Still, in the sphere Sharing, it is observed that, according to the parameters of the model used, there are no results to IS evidence, but the TF is the one that presented the closest result to the minimum to indicate IS, showing perform well for physical structure, labor and logistics operations for waste. In this sphere, the result indicated by the IF indicates the need for improvements in information management and availability within the network.
Finally, the sphere Cooperation in Management is the one that has results closer to the minimum to characterize IS in all domains, and in the PF the result exceeded the minimum, giving evidence of the realization of possible IS for this sphere. Figure 6 shows the diagnosis of IS in the application of the tool in 2019.
Looking, it can be concluded that in 2019 there were also no minimum indicators for a result of IS in the Concórdia Furniture Center. However, it is possible to observe that the spheres Cooperation in Management and Sharing of By-products present indicators closer to the minimum to be considered a case of IS. Therefore, this proximity denotes an extremely important character for the delineation of new actions aimed at advancing IS to this business network.

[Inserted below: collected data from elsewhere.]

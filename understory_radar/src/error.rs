// Copyright 2025 the Understory Authors
// SPDX-License-Identifier: Apache-2.0 OR MIT

use crate::SatelliteId;

/// Errors reported by [`Radar`](crate::Radar) queries that need configured geometry.
#[derive(Clone, Copy, Debug, PartialEq, Eq, thiserror::Error)]
pub enum RadarError {
    /// No telescope is configured, so there is no viewport to compare against.
    #[error("no telescope configured")]
    NoTelescope,
    /// No sky is configured, so content geometry is unknown.
    #[error("no sky configured")]
    NoSky,
    /// The id does not name a registered satellite.
    #[error("satellite {0:?} is not registered")]
    UnknownSatellite(SatelliteId),
}
// Copyright 2025 the Understory Authors
// SPDX-License-Identifier: Apache-2.0 OR MIT

//! The radar: registry, movement filtering, and listener lifecycle.

use alloc::boxed::Box;
use alloc::vec::Vec;

#[cfg(not(feature = "std"))]
use kurbo::common::FloatFuncs as _;
use kurbo::Vec2;

use crate::config::{DEFAULT_MINIMUM_MOVEMENT, DEFAULT_RESIZE_DEBOUNCE};
use crate::schedule::{Debounce, TickOnce};
use crate::{
    Geography, Listeners, RadarConfig, RadarError, RadarHooks, Satellite, SatelliteId, Surface,
    Telescope, XZoneMode, Zones,
};

/// Tracks registered satellites against a scrolling viewport.
///
/// A radar observes three surfaces:
///
/// - the *page*, injected once at construction, which reports the window viewport
///   and the page-level scroll offset;
/// - the *telescope*, the constrained viewport (possibly the window itself);
/// - the *sky*, the full-extent content being scrolled.
///
/// It keeps two snapshots, the *planet* (telescope geometry) and the *skyline*
/// (sky geometry), plus the scroll offsets observed at the last processed
/// movement. Movement smaller than the minimum threshold is ignored; larger
/// movement is propagated to every satellite as a delta, so satellites never need
/// to be re-measured while scrolling.
///
/// ## Driving a radar
///
/// The radar never reads a clock and never subscribes to anything by itself.
/// Hosts forward native events to [`Radar::on_scroll`], [`Radar::on_page_scroll`],
/// and [`Radar::on_resize`], and call [`Radar::tick`] once per frame or sync
/// cycle. Scroll work is coalesced to one pass per tick; resize work is debounced
/// by the configured quiet period.
///
/// ```rust
/// use core::cell::Cell;
/// use std::rc::Rc;
///
/// use kurbo::{Rect, Vec2};
/// use understory_radar::{Listeners, Radar, RadarConfig, Surface, Telescope};
///
/// #[derive(Clone)]
/// struct Pane {
///     rect: Rect,
///     scroll: Rc<Cell<Vec2>>,
/// }
///
/// impl Surface for Pane {
///     fn bounds(&self) -> Rect { self.rect }
///     fn scroll_offset(&self) -> Vec2 { self.scroll.get() }
///     fn set_scroll_offset(&mut self, offset: Vec2) { self.scroll.set(offset) }
/// }
///
/// let pane = |rect| Pane { rect, scroll: Rc::new(Cell::new(Vec2::ZERO)) };
/// let viewport = pane(Rect::new(0.0, 0.0, 300.0, 500.0));
/// let scroll = viewport.scroll.clone();
///
/// let mut radar = Radar::new(
///     pane(Rect::new(0.0, 0.0, 1024.0, 768.0)),
///     RadarConfig::new()
///         .with_telescope(Telescope::Element(viewport))
///         .with_sky(pane(Rect::new(0.0, 0.0, 300.0, 5_000.0))),
/// );
/// let row = radar.register(pane(Rect::new(0.0, 1_200.0, 300.0, 1_250.0)));
/// // 700px below the viewport: one whole viewport height away.
/// assert_eq!(radar.zones_of(row).unwrap().y, 1);
///
/// // The host scrolls by 500px; the radar shifts the row on the next tick.
/// scroll.set(Vec2::new(0.0, 500.0));
/// radar.on_scroll();
/// assert_eq!(radar.tick(0), Listeners::SCROLL);
/// assert_eq!(radar.satellite(row).unwrap().geography().top(), 700.0);
/// assert_eq!(radar.zones_of(row).unwrap().y, 0);
/// ```
pub struct Radar<E: Surface> {
    page: E,
    telescope: Option<Telescope<E>>,
    sky: Option<E>,
    planet: Option<Geography>,
    skyline: Option<Geography>,

    satellites: Vec<Satellite<E>>,
    next_id: u64,

    /// Scroll container offset at the last processed movement.
    scroll: Vec2,
    /// Page offset at the last processed movement.
    position: Vec2,

    minimum_movement: f64,
    resize_debounce: u64,
    is_tracking: bool,
    x_zone: XZoneMode,

    listeners: Listeners,
    next_scroll: TickOnce,
    next_adjustment: TickOnce,
    next_resize: Debounce,

    hooks: Option<Box<dyn RadarHooks>>,
}

impl<E: Surface> core::fmt::Debug for Radar<E> {
    fn fmt(&self, f: &mut core::fmt::Formatter<'_>) -> core::fmt::Result {
        f.debug_struct("Radar")
            .field("planet", &self.planet)
            .field("skyline", &self.skyline)
            .field("satellites", &self.satellites.len())
            .field("scroll", &self.scroll)
            .field("position", &self.position)
            .field("minimum_movement", &self.minimum_movement)
            .field("resize_debounce", &self.resize_debounce)
            .field("is_tracking", &self.is_tracking)
            .field("x_zone", &self.x_zone)
            .field("listeners", &self.listeners)
            .field("hooks", &self.hooks.is_some())
            .finish_non_exhaustive()
    }
}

4.3. Comparison of the Results from 2014 and 2019

In 2014, the sphere Cooperation in Management presents closer results of IS practices, as shown in Figure 7. In 2019, two spheres stand out: Cooperation in Management and the Exchange of By-Products, and in both spheres, the domain of PF presented the closest results for IS.
These changes show a better performance for the physical structure, involving skilled labor and better logistics operations aimed at sharing waste among companies belonging to the network. It also allows us to observe that there is a good competitive performance, maturity in the interrelationship of companies and their respective internal competences, as well as the best attention is given to compliance with tax regulations. It is noteworthy that the government measures imposed by law contributed to the advance of the network towards IS.
However, it is possible to observe that there is still a need for better information management, involving better access and availability of information within the network, as well as highlighting the economic opportunities related to the sharing of utilities, management, and by products, pointing out advantages and disadvantages in a clear and attractive way to network participants.
The results from 2019 show closer proximity to the minimum indicators to obtain from IS compared to the results from 2014 in two spheres, Cooperation in Management and By-Product Exchange. In the first year of application of the tool, the only sphere most likely to present IS was Management Cooperation, pointing out that the Utility Sharing and By-Product Exchange spheres need improvements to reach the diagnosis of IS, such as a waste exchange. Among companies, viewed as the input of raw materials, waste treatment, and sharing of technologies and materials, are examples of opportunities for improvement in these spheres.
However, given this analysis, it is important to highlight that the number of participating companies increased in the application of 2019, which may have influenced the results, as well as the results, may have suffered direct consequences due to the difficulties of interpreting the questionnaire. Figure 5 graphically presents the final result of the IS analysis of the analyzed company network, for 2014 and 2019, allowing the graphical comparison of the results.
As it can be observed in Figure 5, there was a significant advance from 2014 to 2019 towards IS. This result is due to dependence on cooperation and integration between companies, the main character of BN. Also, it was possible to observe that by-law influences in the political variable positively impact on Byproduct sphere. Another influence comes from availability/demand for waste, process management, interrelationships and the desire for cooperation between stakeholders. Even though it is still not considered a consolidated case of IS, the biggest highlight observed from 2014 to 2019 results is that in the last one there was a significant advance towards it. This observation is fundamental for the network and public policy managers of the region to be able to direct corrective actions that will lead this network of companies in a few years to become, perhaps, the first case of symbiosis in Brazil.
In order to achieve the best results for achieving IS, the business network should seek to share human resources, their experiences to achieve joint improvement and development of the organizations that make up the network, exchange information and new technological knowledge. Given these inter-organizational attitudes, better product development, lower costs, process safety and environmental improvements can be achieved, aiming at sustainable network development.
In addition, the network can partner with other industries in different sectors, such as research centers, government agencies and universities, aiming for improvements and new opportunities for technological, environmental and economic development.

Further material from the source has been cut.